### EXERCISE GOAL
Please restate the lines shown below exactly, every one of them.

[Saved data entries]
________________________________________

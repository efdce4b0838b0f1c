//! Winner resolution
//!
//! Scores are ordered by total, then accuracy, completeness and insight,
//! all descending, with the agent id ascending as the final tie-break. The
//! order is total: two distinct agents never compare equal.

use super::score::JudgeScore;
use std::cmp::Ordering;

/// Ordering with the better score first
pub fn compare_scores(a: &JudgeScore, b: &JudgeScore) -> Ordering {
    b.total
        .cmp(&a.total)
        .then_with(|| b.metrics.accuracy.total_cmp(&a.metrics.accuracy))
        .then_with(|| b.metrics.completeness.total_cmp(&a.metrics.completeness))
        .then_with(|| b.metrics.insight.total_cmp(&a.metrics.insight))
        .then_with(|| a.agent_id.cmp(&b.agent_id))
}

/// Sort scores best-first in place
pub fn rank(scores: &mut [JudgeScore]) {
    scores.sort_by(compare_scores);
}

/// The best score, if any
pub fn select_winner(scores: &[JudgeScore]) -> Option<&JudgeScore> {
    scores.iter().min_by(|a, b| compare_scores(a, b))
}

#[cfg(test)]
mod tests {
    use super::*;
    use crate::scoring::score::{MetricEvidence, MetricScores};
    use crate::scoring::weights::WeightVector;
    use proptest::prelude::*;

    fn score(id: &str, total: u8, acc: f64, comp: f64, ins: f64) -> JudgeScore {
        let mut s = JudgeScore::new(
            id,
            MetricScores::new(acc, comp, 5.0, ins),
            "",
            MetricEvidence::placeholder(),
            &WeightVector::DEFAULT,
        );
        s.base_total = total;
        s.total = total;
        s
    }

    #[test]
    fn test_total_wins() {
        let scores = vec![score("a", 28, 9.0, 9.0, 9.0), score("b", 30, 5.0, 5.0, 5.0)];
        assert_eq!(select_winner(&scores).unwrap().agent_id, "b");
    }

    #[test]
    fn test_tie_break_cascade() {
        let acc = vec![score("a", 30, 7.0, 9.0, 9.0), score("b", 30, 8.0, 1.0, 1.0)];
        assert_eq!(select_winner(&acc).unwrap().agent_id, "b");

        let comp = vec![score("a", 30, 8.0, 6.0, 9.0), score("b", 30, 8.0, 7.0, 1.0)];
        assert_eq!(select_winner(&comp).unwrap().agent_id, "b");

        let ins = vec![score("a", 30, 8.0, 7.0, 5.0), score("b", 30, 8.0, 7.0, 6.0)];
        assert_eq!(select_winner(&ins).unwrap().agent_id, "b");

        let id = vec![score("b", 30, 8.0, 7.0, 6.0), score("a", 30, 8.0, 7.0, 6.0)];
        assert_eq!(select_winner(&id).unwrap().agent_id, "a");
    }

    #[test]
    fn test_rank_orders_best_first() {
        let mut scores = vec![
            score("c", 20, 5.0, 5.0, 5.0),
            score("a", 35, 9.0, 9.0, 9.0),
            score("b", 35, 8.0, 9.0, 9.0),
        ];
        rank(&mut scores);
        let ids: Vec<_> = scores.iter().map(|s| s.agent_id.as_str()).collect();
        assert_eq!(ids, vec!["a", "b", "c"]);
    }

    #[test]
    fn test_empty() {
        assert!(select_winner(&[]).is_none());
    }

    proptest! {
        #[test]
        fn prop_order_is_total_and_antisymmetric(
            t1 in 0u8..=40, t2 in 0u8..=40,
            a1 in 0.0f64..10.0, a2 in 0.0f64..10.0,
            c1 in 0.0f64..10.0, c2 in 0.0f64..10.0,
        ) {
            let x = score("x", t1, a1, c1, 5.0);
            let y = score("y", t2, a2, c2, 5.0);
            let xy = compare_scores(&x, &y);
            prop_assert_ne!(xy, Ordering::Equal);
            prop_assert_eq!(xy, compare_scores(&y, &x).reverse());
        }
    }
}
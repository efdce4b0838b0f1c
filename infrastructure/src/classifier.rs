//! Keyword-based task classifier

use arena_application::ports::classifier::DomainClassifier;
use arena_domain::TaskCategory;

const CODING: &[&str] = &[
    "code", "function", "bug", "compile", "refactor", "implement", "rust", "python",
    "javascript", "typescript", "sql", "api", "regex", "unit test", "stack trace", "algorithm",
];
const MATH: &[&str] = &[
    "prove", "proof", "equation", "integral", "derivative", "solve", "theorem", "probability",
    "calculate", "compute", "matrix", "prime", "sum of",
];
const RESEARCH: &[&str] = &[
    "research", "compare", "survey", "sources", "literature", "evidence", "study", "history of",
    "pros and cons", "summarize", "explain why", "analysis",
];
const CREATIVE: &[&str] = &[
    "story", "poem", "write a", "slogan", "lyrics", "fiction", "character", "tagline", "haiku",
    "creative", "brainstorm", "name ideas",
];

/// Picks the category whose keywords appear most often in the prompt.
///
/// Ties go to the earlier category in Coding, Math, Research, Creative
/// order; a prompt with no keyword at all is General.
#[derive(Debug, Clone, Copy, Default)]
pub struct KeywordClassifier;

impl KeywordClassifier {
    pub fn new() -> Self {
        Self
    }

    fn hits(text: &str, keywords: &[&str]) -> usize {
        keywords.iter().filter(|k| text.contains(*k)).count()
    }
}

impl DomainClassifier for KeywordClassifier {
    fn classify(&self, prompt: &str) -> TaskCategory {
        let lower = prompt.to_lowercase();
        let candidates = [
            (TaskCategory::Coding, Self::hits(&lower, CODING)),
            (TaskCategory::Math, Self::hits(&lower, MATH)),
            (TaskCategory::Research, Self::hits(&lower, RESEARCH)),
            (TaskCategory::Creative, Self::hits(&lower, CREATIVE)),
        ];

        let mut best = (TaskCategory::General, 0);
        for (category, hits) in candidates {
            if hits > best.1 {
                best = (category, hits);
            }
        }
        best.0
    }
}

________________________________________

### EXERCISE SOLUTION
repository efdce4b0838b0f1c
//! Winner resolution
//!
//! Scores are ordered by total, then accuracy, completeness and insight,
//! all descending, with the agent id ascending as the final tie-break. The
//! order is total: two distinct agents never compare equal.

use super::score::JudgeScore;
use std::cmp::Ordering;

/// Ordering with the better score first
pub fn compare_scores(a: &JudgeScore, b: &JudgeScore) -> Ordering {
    b.total
        .cmp(&a.total)
        .then_with(|| b.metrics.accuracy.total_cmp(&a.metrics.accuracy))
        .then_with(|| b.metrics.completeness.total_cmp(&a.metrics.completeness))
        .then_with(|| b.metrics.insight.total_cmp(&a.metrics.insight))
        .then_with(|| a.agent_id.cmp(&b.agent_id))
}

/// Sort scores best-first in place
pub fn rank(scores: &mut [JudgeScore]) {
    scores.sort_by(compare_scores);
}

/// The best score, if any
pub fn select_winner(scores: &[JudgeScore]) -> Option<&JudgeScore> {
    scores.iter().min_by(|a, b| compare_scores(a, b))
}

#[cfg(test)]
mod tests {
    use super::*;
    use crate::scoring::score::{MetricEvidence, MetricScores};
    use crate::scoring::weights::WeightVector;
    use proptest::prelude::*;

    fn score(id: &str, total: u8, acc: f64, comp: f64, ins: f64) -> JudgeScore {
        let mut s = JudgeScore::new(
            id,
            MetricScores::new(acc, comp, 5.0, ins),
            "",
            MetricEvidence::placeholder(),
            &WeightVector::DEFAULT,
        );
        s.base_total = total;
        s.total = total;
        s
    }

    #[test]
    fn test_total_wins() {
        let scores = vec![score("a", 28, 9.0, 9.0, 9.0), score("b", 30, 5.0, 5.0, 5.0)];
        assert_eq!(select_winner(&scores).unwrap().agent_id, "b");
    }

    #[test]
    fn test_tie_break_cascade() {
        let acc = vec![score("a", 30, 7.0, 9.0, 9.0), score("b", 30, 8.0, 1.0, 1.0)];
        assert_eq!(select_winner(&acc).unwrap().agent_id, "b");

        let comp = vec![score("a", 30, 8.0, 6.0, 9.0), score("b", 30, 8.0, 7.0, 1.0)];
        assert_eq!(select_winner(&comp).unwrap().agent_id, "b");

        let ins = vec![score("a", 30, 8.0, 7.0, 5.0), score("b", 30, 8.0, 7.0, 6.0)];
        assert_eq!(select_winner(&ins).unwrap().agent_id, "b");

        let id = vec![score("b", 30, 8.0, 7.0, 6.0), score("a", 30, 8.0, 7.0, 6.0)];
        assert_eq!(select_winner(&id).unwrap().agent_id, "a");
    }

    #[test]
    fn test_rank_orders_best_first() {
        let mut scores = vec![
            score("c", 20, 5.0, 5.0, 5.0),
            score("a", 35, 9.0, 9.0, 9.0),
            score("b", 35, 8.0, 9.0, 9.0),
        ];
        rank(&mut scores);
        let ids: Vec<_> = scores.iter().map(|s| s.agent_id.as_str()).collect();
        assert_eq!(ids, vec!["a", "b", "c"]);
    }

    #[test]
    fn test_empty() {
        assert!(select_winner(&[]).is_none());
    }

    proptest! {
        #[test]
        fn prop_order_is_total_and_antisymmetric(
            t1 in 0u8..=40, t2 in 0u8..=40,
            a1 in 0.0f64..10.0, a2 in 0.0f64..10.0,
            c1 in 0.0f64..10.0, c2 in 0.0f64..10.0,
        ) {
            let x = score("x", t1, a1, c1, 5.0);
            let y = score("y", t2, a2, c2, 5.0);
            let xy = compare_scores(&x, &y);
            prop_assert_ne!(xy, Ordering::Equal);
            prop_assert_eq!(xy, compare_scores(&y, &x).reverse());
        }
    }
}
repository efdce4b0838b0f1c
filename infrastructure/src/classifier.rs
//! Keyword-based task classifier

use arena_application::ports::classifier::DomainClassifier;
use arena_domain::TaskCategory;

const CODING: &[&str] = &[
    "code", "function", "bug", "compile", "refactor", "implement", "rust", "python",
    "javascript", "typescript", "sql", "api", "regex", "unit test", "stack trace", "algorithm",
];
const MATH: &[&str] = &[
    "prove", "proof", "equation", "integral", "derivative", "solve", "theorem", "probability",
    "calculate", "compute", "matrix", "prime", "sum of",
];
const RESEARCH: &[&str] = &[
    "research", "compare", "survey", "sources", "literature", "evidence", "study", "history of",
    "pros and cons", "summarize", "explain why", "analysis",
];
const CREATIVE: &[&str] = &[
    "story", "poem", "write a", "slogan", "lyrics", "fiction", "character", "tagline", "haiku",
    "creative", "brainstorm", "name ideas",
];

/// Picks the category whose keywords appear most often in the prompt.
///
/// Ties go to the earlier category in Coding, Math, Research, Creative
/// order; a prompt with no keyword at all is General.
#[derive(Debug, Clone, Copy, Default)]
pub struct KeywordClassifier;

impl KeywordClassifier {
    pub fn new() -> Self {
        Self
    }

    fn hits(text: &str, keywords: &[&str]) -> usize {
        keywords.iter().filter(|k| text.contains(*k)).count()
    }
}

impl DomainClassifier for KeywordClassifier {
    fn classify(&self, prompt: &str) -> TaskCategory {
        let lower = prompt.to_lowercase();
        let candidates = [
            (TaskCategory::Coding, Self::hits(&lower, CODING)),
            (TaskCategory::Math, Self::hits(&lower, MATH)),
            (TaskCategory::Research, Self::hits(&lower, RESEARCH)),
            (TaskCategory::Creative, Self::hits(&lower, CREATIVE)),
        ];

        let mut best = (TaskCategory::General, 0);
        for (category, hits) in candidates {
            if hits > best.1 {
                best = (category, hits);
            }
        }
        best.0
    }
}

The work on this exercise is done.